KG: With all of this, did you need to expand the infrastructure?
TG: The whole hospital is wireless, so initially, we had the areas that were using the kiosks - like the waiting rooms - wireless to be able to do that. But now, anywhere in the building you can use the tablets to go over to a patient who might not be able to get to a kiosk. We have the freestanding and the handhelds, so you go up to a freestanding line and you check yourself in, and if you can't, we give you a handheld one. The handheld one is also used for signatures. The kiosk that's free-standing is pretty much like a terminal or a PC.
KG: And the staff was on board with implementing and expanding kiosks?
TG: Yes, absolutely; so much so that they're now thinking of other ways of being able to do this. Since we are in an overcrowded ED, how can we leverage that technology to speed up the discharge of the patient. We have to work on some regulations in this space in terms of when the doctor has to see the patient before discharge, because we really like to use the technology to get the patients out faster since we're able to help them get in faster.
We also have a few other things on the docket. I'm hoping to work with the government stimulus money to expand into the community - churches, schools, federally qualified health centers; get those folks integrated so they can also see what services are offered here at the Beth, be able to check themselves in before they get into the ED or one of their visits here at the hospital. We're also looking to send out cards, almost like membership cards, to patients at Newark Beth Israel. So when they come in, it's like an express check-in where they just swipe themselves in.
I can see putting this kiosk in a community church, having that church membership be able to get information about their diabetes, heart disease, etc., as well as be able to see what appointments are available at Beth and get themselves registered, so that the patient experience, when they come back, is easier for them here.

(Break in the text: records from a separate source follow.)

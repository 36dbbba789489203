//! Pull-based audio processing graph.
//!
//! Nodes live in an arena indexed by [`NodeId`]. Every connection fills one
//! input slot of its destination and carries one [`AudioFormat`]; the graph
//! is kept acyclic at connect time. Rendering pulls from the designated sink:
//! `prepare` computes a post-order of everything reachable from it, and
//! `render` evaluates that order once per pull, each upstream node exactly
//! once.

use offgraph_core::{AudioFormat, Error, Frames, Result, SampleBuffer};
use offgraph_node::{Node, NodeError, ProcessBuffers, RenderStatus};
use smallvec::SmallVec;

use crate::builtin::MixerNode;

/// Handle to a node attached to an [`AudioGraph`]
pub type NodeId = usize;

/// A node attached to the graph
pub struct AudioNode {
    id: NodeId,
    node: Box<dyn Node>,
    /// Upstream node feeding each input slot
    inputs: Vec<Option<NodeId>>,
    /// Format fixed by the node itself or by its first connection
    format: Option<AudioFormat>,
}

impl AudioNode {
    /// Get the node's ID
    #[must_use]
    pub fn id(&self) -> NodeId {
        self.id
    }

    pub fn node(&self) -> &dyn Node {
        self.node.as_ref()
    }

    pub fn node_mut(&mut self) -> &mut dyn Node {
        self.node.as_mut()
    }

    /// Upstream node per input slot (`None` = empty slot)
    pub fn inputs(&self) -> &[Option<NodeId>] {
        &self.inputs
    }

    pub fn format(&self) -> Option<AudioFormat> {
        self.format
    }
}

/// Connection between two nodes
#[derive(Debug, Clone, Copy, PartialEq, Eq, Hash)]
pub struct Connection {
    pub from: NodeId,
    pub to: NodeId,
    pub slot: usize,
}

/// Where an interrupted pull picks up again
#[derive(Debug, Clone, Copy)]
struct Resume {
    position: usize,
    frames: Frames,
    sample_time: u64,
}

/// The audio processing graph
#[derive(Default)]
pub struct AudioGraph {
    nodes: Vec<Option<AudioNode>>,
    sink: Option<NodeId>,
    main_mixer: Option<NodeId>,

    // Render state, valid between `prepare` and `reset`
    prepared: bool,
    pull_order: Vec<NodeId>,
    node_buffers: Vec<SampleBuffer>,
    drained: Vec<bool>,
    resume: Option<Resume>,
}
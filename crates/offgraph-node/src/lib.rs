//! Processing node abstraction.
//!
//! This crate defines the `Node` trait that every unit in the render graph
//! implements (players, effects, mixers), together with the buffers a node
//! is handed per pull and the status it reports back.

use offgraph_core::{AudioFormat, Frames, SampleBuffer};

/// Buffers and timing for one pull
pub struct ProcessBuffers<'a> {
    /// Output buffers of the connected upstream nodes, in slot order
    pub inputs: &'a [&'a SampleBuffer],
    /// Buffer this node renders into (cleared before the call)
    pub output: &'a mut SampleBuffer,
    /// Number of frames requested
    pub frames: Frames,
    /// Engine sample time of the first requested frame
    pub sample_time: u64,
    /// True once every upstream node has reported `Drained`
    pub inputs_drained: bool,
}

impl ProcessBuffers<'_> {
    /// Mark the requested frames of the output as populated
    pub fn prepare_output(&mut self) -> Result<(), NodeError> {
        self.output
            .set_frame_length(self.frames)
            .map_err(|e| NodeError::ProcessingFailed(e.to_string()))
    }
}

/// Outcome of a single pull.
///
/// `Success` and `Drained` carry data in the output buffer. The two retryable
/// statuses mean nothing was rendered and the same pull should be repeated.
#[derive(Debug)]
pub enum RenderStatus {
    /// Output buffer holds the requested frames
    Success,
    /// Output buffer holds the requested frames and nothing but silence follows
    Drained,
    /// An upstream input had no data available for this pull
    InsufficientUpstreamData,
    /// The node could not render in the current call
    CannotRenderInCurrentContext,
    /// Fatal failure
    Error(NodeError),
}

impl RenderStatus {
    /// True for `Success` and `Drained`
    #[must_use]
    pub const fn has_data(&self) -> bool {
        matches!(self, Self::Success | Self::Drained)
    }

    /// True for the statuses that ask for the same pull to be repeated
    #[must_use]
    pub const fn is_retryable(&self) -> bool {
        matches!(
            self,
            Self::InsufficientUpstreamData | Self::CannotRenderInCurrentContext
        )
    }
}

impl From<NodeError> for RenderStatus {
    fn from(error: NodeError) -> Self {
        Self::Error(error)
    }
}

/// Information about a parameter
#[derive(Debug, Clone)]
pub struct ParameterInfo {
    pub id: u32,
    pub name: String,
    pub min_value: f32,
    pub max_value: f32,
    pub default_value: f32,
}

/// Node metadata
#[derive(Debug, Clone)]
pub struct NodeInfo {
    pub name: String,
    pub unique_id: String,
}

impl NodeInfo {
    #[must_use]
    pub fn new(name: impl Into<String>, unique_id: impl Into<String>) -> Self {
        Self {
            name: name.into(),
            unique_id: unique_id.into(),
        }
    }
}

/// Trait implemented by every processing node
pub trait Node: Send {
    /// Get node information
    fn info(&self) -> &NodeInfo;

    /// Number of input connection slots
    fn input_slots(&self) -> usize;

    /// Format the node produces on its own, if it is fixed (e.g. a file player).
    ///
    /// Nodes returning `None` adopt the format of their connections.
    fn output_format(&self) -> Option<AudioFormat> {
        None
    }

    /// Prepare for rendering at `format` with pulls of at most `max_frames`
    fn initialize(&mut self, format: AudioFormat, max_frames: Frames) -> Result<(), NodeError>;

    /// Render `buffers.frames` frames into `buffers.output`
    fn process(&mut self, buffers: &mut ProcessBuffers<'_>) -> RenderStatus;

    /// Set a parameter value
    fn set_parameter(&mut self, id: u32, _value: f32) -> Result<(), NodeError> {
        Err(NodeError::InvalidParameter(format!(
            "{} has no parameter with id {id}",
            self.info().name
        )))
    }

    /// Get a parameter value
    fn get_parameter(&self, id: u32) -> Result<f32, NodeError> {
        Err(NodeError::InvalidParameter(format!(
            "{} has no parameter with id {id}",
            self.info().name
        )))
    }

    /// Get all parameters
    fn parameters(&self) -> Vec<ParameterInfo> {
        Vec::new()
    }

    /// Drop per-run state after the engine stops
    fn reset(&mut self) {}
}

/// Node-related errors
#[derive(Debug, thiserror::Error)]
pub enum NodeError {
    #[error("Node initialization failed: {0}")]
    InitializationFailed(String),

    #[error("Node processing failed: {0}")]
    ProcessingFailed(String),

    #[error("Invalid parameter: {0}")]
    InvalidParameter(String),

    #[error("Unsupported format: {0}")]
    UnsupportedFormat(String),
}
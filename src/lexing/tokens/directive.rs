//!
//! ## Directive values
//! Words, measurements and free text, as found after `%%` directives,
//! inside inline fields and in text blocks.
//!

use crate::lexing::{
    classify::{is_identifier_continue, is_identifier_start, is_newline},
    utils::Lexer,
    TokenKind,
};

use super::{info::scan_info_string, user_macro::scan_macro_string};

///
/// `[A-Za-z_][A-Za-z0-9_-]*`
///
pub fn scan_identifier(lx: &mut Lexer<'_>) -> bool {
    if !lx.valid(TokenKind::Identifier) || !lx.eat_if(is_identifier_start) {
        return false;
    }

    lx.take_while(is_identifier_continue);
    lx.emit(TokenKind::Identifier)
}

const UNITS: &[[char; 2]] = &[['c', 'm'], ['i', 'n'], ['p', 't'], ['m', 'm'], ['p', 'x']];

pub fn is_unit_start(ch: char) -> bool {
    UNITS.iter().any(|[first, _]| *first == ch)
}

///
/// `cm`, `in`, `pt`, `mm` or `px`, not followed by more of a word.
///
pub fn scan_measurement_unit(lx: &mut Lexer<'_>) -> bool {
    if !lx.valid(TokenKind::MeasurementUnit) {
        return false;
    }

    let Some(first) = lx.peek().filter(|ch| is_unit_start(*ch)) else {
        return false;
    };
    let _ = lx.take();

    let completes = lx.peek().is_some_and(|second| UNITS.contains(&[first, second]));
    if !completes {
        return false;
    }
    let _ = lx.take();

    !lx.upcoming(is_identifier_continue) && lx.emit(TokenKind::MeasurementUnit)
}

///
/// A unit, or else the identifier its first letter starts.
///
pub fn scan_unit_or_word(lx: &mut Lexer<'_>) -> bool {
    let Some(first) = lx.peek().filter(|ch| is_unit_start(*ch)) else {
        return false;
    };
    let _ = lx.take();

    if lx.peek().is_some_and(|second| UNITS.contains(&[first, second])) {
        let _ = lx.take();
        if !lx.upcoming(is_identifier_continue) {
            return lx.emit(TokenKind::MeasurementUnit);
        }
    }

    // Everything taken so far is part of a word.
    if !lx.valid(TokenKind::Identifier) {
        return false;
    }

    lx.take_while(is_identifier_continue);
    lx.emit(TokenKind::Identifier)
}

///
/// The rest of the line, as prose.
///
pub fn scan_free_text(lx: &mut Lexer<'_>) -> bool {
    if !lx.valid(TokenKind::FreeText) || lx.take_until(is_newline) == 0 {
        return false;
    }

    lx.emit(TokenKind::FreeText)
}

///
/// Line-long text of whichever kind is acceptable.
///
pub fn scan_text(lx: &mut Lexer<'_>) -> bool {
    if lx.valid(TokenKind::InfoString) {
        scan_info_string(lx)
    } else if lx.valid(TokenKind::MacroString) {
        scan_macro_string(lx)
    } else {
        scan_free_text(lx)
    }
}
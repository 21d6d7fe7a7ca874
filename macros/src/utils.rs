//!
//! Utilities for the utility macros.
//!

use std::ops::Deref;

use proc_macro2::Span;
use syn::{parse_quote, punctuated::Punctuated, Token};

///
/// Where the ABC 2.1 standard lives.
///
const STANDARD_BASE: &str = "https://abcnotation.com/wiki/abc:standard:v2.1";

///
/// A lit str that refuses to be empty.
///
pub struct NonEmptyStr(syn::LitStr);

impl syn::parse::Parse for NonEmptyStr {
    fn parse(input: syn::parse::ParseStream) -> syn::Result<Self> {
        let lit: syn::LitStr = input.parse()?;

        if lit.value().trim().is_empty() {
            return Err(syn::Error::new(lit.span(), "This should not be empty."));
        }

        Ok(Self(lit))
    }
}

impl Deref for NonEmptyStr {
    type Target = syn::LitStr;

    fn deref(&self) -> &Self::Target {
        &self.0
    }
}

///
/// Parameters of `#[AbcRef(...)]`: an optional title,
/// then the anchor of the section in the standard.
///
pub struct AbcStandardRef {
    title: String,
    anchor: String,
}

impl syn::parse::Parse for AbcStandardRef {
    fn parse(input: syn::parse::ParseStream) -> syn::Result<Self> {
        let params = Punctuated::<NonEmptyStr, Token![,]>::parse_terminated(input)?;
        let mut params = params.into_iter().map(|st| st.value());

        match (params.next(), params.next(), params.next()) {
            (Some(anchor), None, None) => Ok(Self {
                title: anchor.rsplit(':').next().unwrap_or(&anchor).replace('_', " "),
                anchor,
            }),
            (Some(title), Some(anchor), None) => Ok(Self { title, anchor }),
            _ => Err(syn::Error::new(
                Span::call_site(),
                "Expected `(\"anchor\")` or `(\"Title\", \"anchor\")`.",
            )),
        }
    }
}

impl AbcStandardRef {
    fn url(&self) -> String {
        if self.anchor.starts_with("https://") {
            return self.anchor.clone();
        }

        format!("{STANDARD_BASE}#{}", self.anchor.trim_start_matches('#'))
    }
}

///
/// Conversion into a list of `#[doc = "..."]` attributes.
///
pub trait ToRustdoc {
    fn to_rustdoc(&self) -> Vec<syn::Attribute>;
}

impl ToRustdoc for AbcStandardRef {
    fn to_rustdoc(&self) -> Vec<syn::Attribute> {
        let heading = format!(" ## {}", self.title);
        let link = format!(" See [ABC 2.1: {}]({}).", self.title, self.url());

        vec![
            parse_quote!(#[doc = ""]),
            parse_quote!(#[doc = #heading]),
            parse_quote!(#[doc = #link]),
            parse_quote!(#[doc = ""]),
        ]
    }
}

///
/// Get the attributes of an item, if it can carry any.
///
pub fn get_item_attrs(item: &mut syn::Item) -> Option<&mut Vec<syn::Attribute>> {
    match item {
        syn::Item::Const(syn::ItemConst { attrs, .. })
        | syn::Item::Enum(syn::ItemEnum { attrs, .. })
        | syn::Item::Fn(syn::ItemFn { attrs, .. })
        | syn::Item::Mod(syn::ItemMod { attrs, .. })
        | syn::Item::Static(syn::ItemStatic { attrs, .. })
        | syn::Item::Struct(syn::ItemStruct { attrs, .. })
        | syn::Item::Trait(syn::ItemTrait { attrs, .. })
        | syn::Item::Type(syn::ItemType { attrs, .. }) => Some(attrs),
        _ => None,
    }
}

///
/// Checks if a type's path ends in the given identifier.
///
fn is_named_type(ty: &syn::Type, ident: &str) -> bool {
    match ty {
        syn::Type::Path(syn::TypePath { path, .. }) => path
            .segments
            .last()
            .map(|seg| seg.ident == ident)
            .unwrap_or(false),
        _ => false,
    }
}

///
/// Find the member of a struct holding its `Span`.
///
pub fn span_field(st: &syn::ItemStruct) -> Option<syn::Member> {
    match &st.fields {
        syn::Fields::Named(syn::FieldsNamed { named, .. }) => named
            .iter()
            .find(|f| is_named_type(&f.ty, "Span"))
            .and_then(|f| f.ident.clone())
            .map(syn::Member::Named),
        syn::Fields::Unnamed(syn::FieldsUnnamed { unnamed, .. }) => unnamed
            .iter()
            .position(|f| is_named_type(&f.ty, "Span"))
            .map(|i| syn::Member::Unnamed(syn::Index::from(i))),
        syn::Fields::Unit => None,
    }
}
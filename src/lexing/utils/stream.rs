//!
//! A [Cursor] over an in-memory [Source].
//!

use crate::{
    common::{Loc, Source, Span},
    lexing::TokenKind,
};

use super::Cursor;

///
/// Walks a [Source] the way the grammar engine's lexer does:
/// skipped characters in front of a token move the token's start,
/// `mark_end` fixes its end, and the next token resumes from there.
///
#[derive(Debug, Clone)]
pub struct SourceStream<'a, S: Source> {
    index: usize,
    start: usize,
    marked: Option<usize>,
    result: Option<TokenKind>,
    source: &'a S,
}

impl<'a, S: Source> SourceStream<'a, S> {
    ///
    /// Create a new stream from a source.
    ///
    pub fn new(source: &'a S) -> Self {
        Self {
            index: 0,
            start: 0,
            marked: None,
            result: None,
            source,
        }
    }

    ///
    /// Returns the source where this [SourceStream]
    /// came from.
    ///
    pub fn source(&self) -> &S {
        self.source
    }

    ///
    /// Current position of the cursor.
    ///
    pub fn index(&self) -> Loc {
        Loc(self.index)
    }

    ///
    /// Where the last `mark_end` left the pending token's end.
    ///
    pub fn marked(&self) -> Option<Loc> {
        self.marked.map(Loc)
    }

    pub fn result(&self) -> Option<TokenKind> {
        self.result
    }

    ///
    /// Start a fresh token at the cursor.
    ///
    pub fn begin_token(&mut self) {
        self.start = self.index;
        self.marked = None;
        self.result = None;
    }

    ///
    /// Close the pending token, if a kind was reported for it.
    ///
    /// The cursor moves back to the marked end, like the grammar engine
    /// does before its next call; without a mark, the token ends at the cursor.
    ///
    pub fn finish_token(&mut self) -> Option<(TokenKind, Span)> {
        let kind = self.result?;
        let end = self.marked.unwrap_or(self.index);
        let span = Span::new(self.start, end);

        self.index = span.end.0;
        self.begin_token();

        Some((kind, span))
    }
}

impl<'a, S: Source> Cursor for SourceStream<'a, S> {
    fn lookahead(&self) -> Option<char> {
        self.source.characters().get(self.index).copied()
    }

    fn advance(&mut self, consume: bool) {
        if self.index >= self.source.characters().len() {
            return;
        }

        // Trivia only moves the start while the token is still empty.
        if !consume && self.index == self.start {
            self.start += 1;
        }

        self.index += 1;
    }

    fn mark_end(&mut self) {
        self.marked = Some(self.index);
    }

    fn at_end(&self) -> bool {
        self.index >= self.source.characters().len()
    }

    fn set_result(&mut self, kind: TokenKind) {
        self.result = Some(kind);
    }
}

#[cfg(test)]
mod tests {
    use crate::{
        common::{file::SourceFile, Source},
        lexing::{Cursor, TokenKind},
    };

    #[test]
    fn skipped_trivia_moves_start() {
        let source = SourceFile::dummy_file("  2,");
        let mut stream = source.stream();

        stream.advance(false);
        stream.advance(false);
        stream.advance(true);
        stream.mark_end();
        stream.set_result(TokenKind::RepeatNumber);

        let (kind, span) = stream.finish_token().expect("Token was reported");
        assert_eq!(kind, TokenKind::RepeatNumber);
        assert_eq!(span.as_range(), 2..3);
        assert_eq!(stream.lookahead(), Some(','));
    }

    #[test]
    fn resumes_at_marked_end() {
        let source = SourceFile::dummy_file("\nA");
        let mut stream = source.stream();

        // One newline marked, then a peek past it.
        stream.advance(true);
        stream.mark_end();
        stream.advance(true);
        stream.set_result(TokenKind::Eol);

        let (_, span) = stream.finish_token().expect("Token was reported");
        assert_eq!(span.as_range(), 0..1);
        assert_eq!(stream.lookahead(), Some('A'));
    }

    #[test]
    fn no_result_no_token() {
        let source = SourceFile::dummy_file("(");
        let mut stream = source.stream();
        stream.advance(true);
        assert_eq!(stream.finish_token(), None);
        assert!(stream.at_end());

        // Advancing at the end is a no-op.
        stream.advance(true);
        assert_eq!(usize::from(stream.index()), 1);
    }
}
//!
//! Sources of ABC text.
//!

use std::ops::Range;

use super::{Loc, Span, Spanned};
use crate::lexing::utils::SourceStream;

///
/// Generic idea of ABC source text: could be a file,
/// or a string handed over by an editor.
///
/// The scanner itself only ever sees a [crate::lexing::Cursor];
/// a [Source] is what the in-crate cursor ([SourceStream]) reads from.
///
pub trait Source {
    ///
    /// A friendly appropriate format to point
    /// to a location of a token.
    ///
    /// This could be line-column information, or simply an index.
    ///
    type Location<'a>
    where
        Self: 'a;

    ///
    /// Find the location of this span,
    /// and put it into a friendly appropriate format.
    ///
    fn locate(&self, span: Span) -> Option<Self::Location<'_>>;

    ///
    /// Returns the start and (exclusive) end index of this source.
    ///
    fn bounds(&self) -> Range<Loc>;

    ///
    /// Checks if a given [Span] is within bounds.
    ///
    fn in_bounds(&self, span: &Span) -> bool {
        self.bounds().end >= span.end
    }

    ///
    /// Returns the source text at a given [Span], if within bounds.
    ///
    fn source_at(&self, span: impl Spanned) -> Option<String>;

    ///
    /// Get the characters in this [Source].
    ///
    fn characters(&self) -> &[char];

    ///
    /// Create a cursor over this source.
    ///
    fn stream(&self) -> SourceStream<Self>
    where
        Self: Sized,
    {
        SourceStream::new(self)
    }
}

KG: So that helps further establish your hospital in the community and get more patients in the door. I know that you were looking into setting up text message services for patients. Is that still in the works?
TG: Well that's also part of that long-term strategy; unfortunately, financial times have made it difficult for us to be able to capitalize on a lot of that. I'm hoping some of that stimulus infusion can help do a lot of that - the messaging and community initiatives that I mentioned before.
KG: It's tough right now. A lot of the New Jersey hospitals have been particularly hit hard with the recession. Have you had other plans that have been put on the back burner because of the downturn?
TG: All capital projects are on hold right now.
KG: It's a waiting game, for sure. You're a member of the NJ HIMSS chapter - how long have you been involved with the organization?
TG: About a year now; I joined last year.
KG: How has that involvement helped to enrich your role as CIO?
TG: Well, since it is a board of CIOs, we get to bounce ideas off of each other and host events to help promote healthcare IT. We've also expanded the membership recently to make sure that folks on my staff can also participate and get educated on further advancing their understanding of health IT. The clinical staff also gets education on many things.
We also have a big advocacy group. We went to Trenton in March - we had more than 112 participants from all over the state go to our state capital here in New Jersey to try to advocate on behalf of healthcare IT. We don't want our legislators to forget that this money's coming from the government, and it needs to work its way down to the hospitals.
KG: I think it's so important that people get that face time with legislators and make the case for health IT.
TG: It is, it's very important. We were able to get through to at least 12 of the representatives, and then everyone had their own assignments.